HHS Information Quality Web Site
Information Requests for Corrections and HHS' Responses

September 9, 2014

 

Centers for Disease Control and Prevention (CDC)
CDC/ATSDR, Attn: MASO, MS-E11
1600 Clifton Road, N.E.
Atlanta, GA 30333
Sent via E-mail: InfoQuality@cdc.gov

RE: Request for Correction of Information Disseminated to the Public that Improperly Attributed a Study to the Centers for Disease Control and Prevention (CDC)

 

Dear Sir or Madam:

 

I am hereby submitting[1] this request for correction of information pursuant to the Information Quality Act,[2] as implemented through the Office of Management and Budget (OMB),[3] United States Department of Health and Human Services,[4] and the Centers for Disease Control and Prevention.[5]

Information that is disseminated must meet the requirement of “objectivity.”[6] According to the HHS Guidelines, “‘objectivity’ involves a focus on ensuring that information is accurate, reliable and unbiased and that information products are presented in an accurate, clear, complete and unbiased manner.”[7]  The information identified fails to meet this requirement.

 

Location of Inaccurate Information

 

The inaccurate information can be found in the report “Winnable Battles Progress Report: 2010-2015.”[8]

 

CDC is Improperly Attributing Data and a Study as its Own 

 

In the report "Winnable Battles Progress Report: 2010-2015,"[9] the CDC claims “CDC has concluded that 10,000–20,000 heart attacks and 3,000–7,000 coronary heart disease deaths each year in the U.S. could be prevented by removing artificial trans fat from processed foods.”  This language is giving the impression that the CDC came up with this data; the CDC has also claimed through emails to me that the study containing this data is from a CDC study.[10]  The alleged CDC study is “Eliminating the Use of Partially Hydrogenated Oil in Food Production and Preparation” [11] that was written by CDC employees and published in the Journal of the American Medical Association (JAMA).  The study though includes the following express disclaimer, “The findings and conclusions in this report are those of the authors and do not necessarily reflect the official position of the US Centers for Disease Control and Prevention.”

 

In other locations on the CDC web site, the CDC cites to the study without giving this misimpression that the data and study come from the CDC.  On the agency’s trans fat web page,[12]  the CDC states “Further reducing trans fat consumption by avoiding artificial trans fat could prevent 10,000-20,000 heart attacks and 3,000-7,000 coronary heart disease deaths each year in the U.S.” There is a footnote after this claim citing to the study.  The CDC cites the study again when using these estimates in the publication “Trans Fat: The Basics.”[13]  In these instances, the CDC is properly recognizing that the study is not a CDC study by using citations to the external source.
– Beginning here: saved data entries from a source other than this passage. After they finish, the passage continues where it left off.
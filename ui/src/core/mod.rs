//! Platform-agnostic building blocks shared by the views.

pub mod config;
pub mod project;
pub mod session;
//! Route table.
//!
//! [`ROUTE_TABLE`] is the declarative list of navigation targets; [`Route`] is
//! the same table in the form the Dioxus router consumes. The two are kept in
//! lock-step by the tests at the bottom of this file.

use dioxus::prelude::*;

use crate::components::AppNavbar;
use crate::guard::{Guard, Guarded};
use crate::views::{
    About, Blog, CreateProject, Dashboard, Home, Login, PageNotFound, ProjectDetail, Projects,
    Search, SinglePage,
};

#[derive(Debug, Clone, Copy, PartialEq, Eq)]
pub struct RouteEntry {
    /// URL pattern; `:name` marks a parameter segment.
    pub path: &'static str,
    /// Unique logical identifier.
    pub name: &'static str,
    /// Component rendered for the route; also the `Route` variant name.
    pub view: &'static str,
    pub guard: Option<Guard>,
    /// View module is loaded on first visit.
    pub lazy: bool,
}

pub const ROUTE_TABLE: &[RouteEntry] = &[
    RouteEntry { path: "/", name: "home", view: "Home", guard: None, lazy: false },
    RouteEntry { path: "/about", name: "about", view: "About", guard: None, lazy: true },
    RouteEntry { path: "/login", name: "login", view: "Login", guard: None, lazy: false },
    RouteEntry {
        path: "/dashboard",
        name: "dashboard",
        view: "Dashboard",
        guard: Some(Guard::RequireSession),
        lazy: false,
    },
    RouteEntry {
        path: "/single-page",
        name: "SinglePageView",
        view: "SinglePage",
        guard: None,
        lazy: false,
    },
    RouteEntry { path: "/search", name: "search", view: "Search", guard: None, lazy: false },
    RouteEntry {
        path: "/project/:id",
        name: "project-detail",
        view: "ProjectDetail",
        guard: None,
        lazy: false,
    },
    RouteEntry { path: "/projects", name: "projects", view: "Projects", guard: None, lazy: false },
    RouteEntry { path: "/blog", name: "blog", view: "Blog", guard: None, lazy: false },
    RouteEntry {
        path: "/create-project",
        name: "create-project",
        view: "CreateProject",
        guard: None,
        lazy: false,
    },
];

/// Name reported for paths that match no entry.
pub const NOT_FOUND: &str = "not-found";

pub fn find_by_name(name: &str) -> Option<&'static RouteEntry> {
    ROUTE_TABLE.iter().find(|entry| entry.name == name)
}

#[derive(Debug, Clone, Routable, PartialEq)]
#[rustfmt::skip]
pub enum Route {
    #[layout(AppShell)]
    #[route("/")]
    Home {},
    #[route("/about")]
    About {},
    #[route("/login")]
    Login {},
    #[route("/dashboard")]
    Dashboard {},
    #[route("/single-page")]
    SinglePage {},
    #[route("/search")]
    Search {},
    #[route("/project/:id")]
    ProjectDetail { id: u64 },
    #[route("/projects")]
    Projects {},
    #[route("/blog")]
    Blog {},
    #[route("/create-project")]
    CreateProject {},
    #[route("/:..segments")]
    PageNotFound { segments: Vec<String> },
}

impl Route {
    pub fn name(&self) -> &'static str {
        match self {
            Route::Home {} => "home",
            Route::About {} => "about",
            Route::Login {} => "login",
            Route::Dashboard {} => "dashboard",
            Route::SinglePage {} => "SinglePageView",
            Route::Search {} => "search",
            Route::ProjectDetail { .. } => "project-detail",
            Route::Projects {} => "projects",
            Route::Blog {} => "blog",
            Route::CreateProject {} => "create-project",
            Route::PageNotFound { .. } => NOT_FOUND,
        }
    }

    /// Table entry for this route; `None` for the not-found fallback.
    pub fn entry(&self) -> Option<&'static RouteEntry> {
        find_by_name(self.name())
    }

    pub fn guard(&self) -> Option<Guard> {
        self.entry().and_then(|entry| entry.guard)
    }
}

/// Layout shared by every route: navbar on top, guarded outlet below.
#[component]
fn AppShell() -> Element {
    let route = use_route::<Route>();

    rsx! {
        AppNavbar {}
        main { class: "app-main",
            Guarded { route: route,
                Outlet::<Route> {}
            }
        }
    }
}
use dioxus::prelude::*;

use crate::routes::Route;
use crate::t;

#[component]
pub fn ProjectDetail(id: u64) -> Element {
    rsx! {
        section { class: "page page-project",
            h1 { {t!("project-detail-title", id = id)} }
            p { class: "page__placeholder", {t!("project-detail-body")} }
            Link { class: "button button--ghost", to: Route::Projects {}, {t!("project-detail-back")} }
        }
    }
}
The citation does not direct readers to a location on the CDC web site but merely provides the JAMA study citation; it appears that the study is not located on the CDC web site, further demonstrating that it is not a CDC study. 

 

The CDC took an affirmative step to clarify that the study should not be attributed to the CDC.  As I was told via email on June 23, 2014 by Karen Hunter, a CDC senior press officer, “You are correct it [the disclaimer] is on all CDC studies[14] that are published in non-CDC scientific journals, such as JAMA.”[15]

 

Under the CDC’s Information Quality Act Guidelines, “covered information” includes:

 

Scientific research papers, books, journal articles, reports, and similar materials, unless they have disclaimers to distinguish the research from CDC views and positions. [Emphasis added].[16]

 

Under this language, the study would not be “covered information” under the Guidelines.  It also suggests that because of the disclaimer it is not a CDC study.  Any interpretation to the contrary would allow the CDC to exempt any documents from the IQA that it wants to simply by including a disclaimer but simultaneously asserting when it so chooses that a document is still a CDC publication contrary to the plain language of the disclaimer.  Further, the very reason why the CDC did not include as “covered information” any studies that have disclaimers is because the documents are not CDC information.

 

The Study is a Highly Influential Scientific Assessment if it is a CDC Study

If the CDC determines that the study is in fact a CDC study, it would be required to meet the IQA requirements.  The only way for the agency to determine that the study is a CDC study is to arbitrarily ignore the definition of “covered information” and specifically the exception covering studies containing disclaimers.

 

As “covered information,” the study must meet the requirements under the IQA.  The study has not been classified as either influential scientific information or a highly influential scientific assessment.[17]

 

This study is a highly influential scientific assessment requiring the most rigorous form of peer review, pursuant to OMB’s “Final Information Quality Bulletin for Peer Review.”[18]

 

According to the Bulletin:  

A scientific assessment is considered “highly influential” if the agency or the OIRA Administrator determines that the dissemination could have a potential impact of more than $500 million in any one year on either the public or private sector or that the dissemination is novel, controversial, or precedent-setting, or has significant interagency interest. One of the ways information can exert economic impact is through the costs or benefits of a regulation based on the disseminated information.[19]

 

The study and the data from the study that is being disseminated are:

 

·         Novel (There is no comparable government report)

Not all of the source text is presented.